TO DO:
For this exercise, print all of the entries exactly as given.

-=-=-=-=-

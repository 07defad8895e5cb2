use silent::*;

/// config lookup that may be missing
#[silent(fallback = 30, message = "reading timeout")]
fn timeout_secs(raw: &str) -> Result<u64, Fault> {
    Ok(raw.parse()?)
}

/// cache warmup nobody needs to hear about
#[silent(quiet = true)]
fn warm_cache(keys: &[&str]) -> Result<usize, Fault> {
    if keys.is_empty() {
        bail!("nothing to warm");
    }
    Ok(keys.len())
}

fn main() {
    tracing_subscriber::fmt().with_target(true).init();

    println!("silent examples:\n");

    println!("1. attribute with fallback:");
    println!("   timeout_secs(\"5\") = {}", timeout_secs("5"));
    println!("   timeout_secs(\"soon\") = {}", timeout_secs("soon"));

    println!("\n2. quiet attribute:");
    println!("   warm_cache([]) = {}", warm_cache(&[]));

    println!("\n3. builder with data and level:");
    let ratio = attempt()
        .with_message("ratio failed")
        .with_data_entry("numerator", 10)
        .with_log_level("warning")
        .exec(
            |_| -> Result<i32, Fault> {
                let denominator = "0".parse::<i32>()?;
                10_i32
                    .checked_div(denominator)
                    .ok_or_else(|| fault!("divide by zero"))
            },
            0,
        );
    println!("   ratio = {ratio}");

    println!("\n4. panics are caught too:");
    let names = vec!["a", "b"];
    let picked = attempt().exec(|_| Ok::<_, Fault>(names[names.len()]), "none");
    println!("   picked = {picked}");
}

-=-=-=-=-

OUTPUT FOR THIS EXERCISE:
repository 07defad8895e5cb2
use silent::*;

/// config lookup that may be missing
#[silent(fallback = 30, message = "reading timeout")]
fn timeout_secs(raw: &str) -> Result<u64, Fault> {
    Ok(raw.parse()?)
}

/// cache warmup nobody needs to hear about
#[silent(quiet = true)]
fn warm_cache(keys: &[&str]) -> Result<usize, Fault> {
    if keys.is_empty() {
        bail!("nothing to warm");
    }
    Ok(keys.len())
}

fn main() {
    tracing_subscriber::fmt().with_target(true).init();

    println!("silent examples:\n");

    println!("1. attribute with fallback:");
    println!("   timeout_secs(\"5\") = {}", timeout_secs("5"));
    println!("   timeout_secs(\"soon\") = {}", timeout_secs("soon"));

    println!("\n2. quiet attribute:");
    println!("   warm_cache([]) = {}", warm_cache(&[]));

    println!("\n3. builder with data and level:");
    let ratio = attempt()
        .with_message("ratio failed")
        .with_data_entry("numerator", 10)
        .with_log_level("warning")
        .exec(
            |_| -> Result<i32, Fault> {
                let denominator = "0".parse::<i32>()?;
                10_i32
                    .checked_div(denominator)
                    .ok_or_else(|| fault!("divide by zero"))
            },
            0,
        );
    println!("   ratio = {ratio}");

    println!("\n4. panics are caught too:");
    let names = vec!["a", "b"];
    let picked = attempt().exec(|_| Ok::<_, Fault>(names[names.len()]), "none");
    println!("   picked = {picked}");
}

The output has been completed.